No que diz respeito à recolha e triagem, de acordo com a legislação de resíduos atualizada, a CE deverá considerar a definição de metas para a reutilização e reciclagem de têxteis, enquanto os estados-membro devem implementar sistemas para a recolha separada de têxteis até 2025. Muitos dos têxteis aplicados, contudo, são misturas de baixa qualidade, o que dificulta este tipo de processo, pelo que será necessária uma ação mais ambiciosa.

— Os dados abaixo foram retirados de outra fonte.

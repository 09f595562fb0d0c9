//! docsift core - document index engine.
//!
//! Stores the text of files from a directory tree in SQLite, keeps an FTS5
//! index in step with it, and searches it by file name and content.
//!
//! # Example
//!
//! ```rust,ignore
//! use docsift_core::{build_query, DocumentStore, IngestionPipeline, ScanRequest};
//!
//! fn main() -> docsift_core::Result<()> {
//!     let store = DocumentStore::open("/tmp/docsift.sqlite")?;
//!
//!     let request = ScanRequest::new("/home/me/notes").with_extensions(["txt", "md"]);
//!     IngestionPipeline::new(&store).run(&request, |done, total| {
//!         println!("{}/{}", done, total);
//!     })?;
//!
//!     if let Some(query) = build_query("report", "error") {
//!         for hit in store.search(&query)? {
//!             println!("{} ({})", hit.file_name, hit.id);
//!         }
//!     }
//!
//!     store.close()
//! }
//! ```

pub mod config;
pub mod error;
pub mod index;
pub mod models;
pub mod scanner;

mod api;

pub use api::{DocSift, IndexOutcome};
pub use error::{DocSiftError, Result};
pub use index::{
    build_query, DocumentStore, FtsConfig, QueryExpression, ScanErrorRecord, ScanRunRecord,
    ScanRunStatus, SyncReport,
};
pub use models::{Document, DocumentUpdate, NewDocument, ScanStats, SearchResult};
pub use scanner::{
    ErrorSink, FileEntry, FileSystemWalker, IngestionPipeline, LedgerErrorSink,
    PlainTextExtractor, ScanRequest, ScanState, TextExtractor, WalkDirWalker,
};
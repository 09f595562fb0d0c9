//! Reporting of files skipped during ingestion.

use crate::error::DocSiftError;
use crate::index::DocumentStore;
use std::sync::atomic::{AtomicUsize, Ordering};
use tracing::warn;

/// Receives every file the ingestion pipeline had to skip.
pub trait ErrorSink {
    fn report(&self, directory: &str, file_name: &str, error: &DocSiftError);
}

/// Writes skipped files to the store's `scan_errors` table.
pub struct LedgerErrorSink<'a> {
    store: &'a DocumentStore,
    reported: AtomicUsize,
}

impl<'a> LedgerErrorSink<'a> {
    pub fn new(store: &'a DocumentStore) -> Self {
        Self {
            store,
            reported: AtomicUsize::new(0),
        }
    }

    /// Number of files reported so far.
    pub fn reported(&self) -> usize {
        self.reported.load(Ordering::SeqCst)
    }
}

impl ErrorSink for LedgerErrorSink<'_> {
    fn report(&self, directory: &str, file_name: &str, error: &DocSiftError) {
        self.reported.fetch_add(1, Ordering::SeqCst);
        if let Err(e) =
            self.store
                .record_scan_error(directory, file_name, &error.to_string(), error.category())
        {
            warn!("Failed to record scan error for {}: {}", file_name, e);
        }
    }
}

#[cfg(test)]
mod tests {
    use super::*;
    use crate::error::ExtractionKind;
    use std::path::PathBuf;

    #[test]
    fn test_ledger_sink_records_errors() {
        let store = DocumentStore::open_in_memory().unwrap();
        let sink = LedgerErrorSink::new(&store);

        let err = DocSiftError::Extraction {
            path: PathBuf::from("/docs/bad.txt"),
            message: "invalid utf-8 sequence".into(),
            kind: ExtractionKind::Decode,
        };
        sink.report("docs", "bad.txt", &err);

        assert_eq!(sink.reported(), 1);
        let errors = store.list_scan_errors().unwrap();
        assert_eq!(errors.len(), 1);
        assert_eq!(errors[0].name, "bad.txt");
        assert_eq!(errors[0].category, "decode");
        assert!(errors[0].message.contains("invalid utf-8"));
    }
}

Entre as recomendações constam ainda o incentivo a modelos de negócio circulares como o aluguer de vestuário e também sistemas de reutilização e reparação, a definição de padrões de produção que incentivem melhores cadeias de aprovisionamento, através da tecnologia, e ainda assegurar que o apoio de recuperação da UE, face à crise causada pelo Covid-19, para a indústria de moda é condicionado pelo cumprimento das metas de redução de carbono pelas empresas e também por uma redução da dependência do sector por combustíveis fósseis.
Para as marcas e para as retalhistas de moda, as recomendações centram-se em muitas das medidas mencionadas, que promovem o afastamento do fast fashion, mas a análise da Changing Markets Foundation promove ainda compromissos ou iniciativas voluntárias ambiciosas por parte das empresas, sem recorrer todavia ao greenwashing.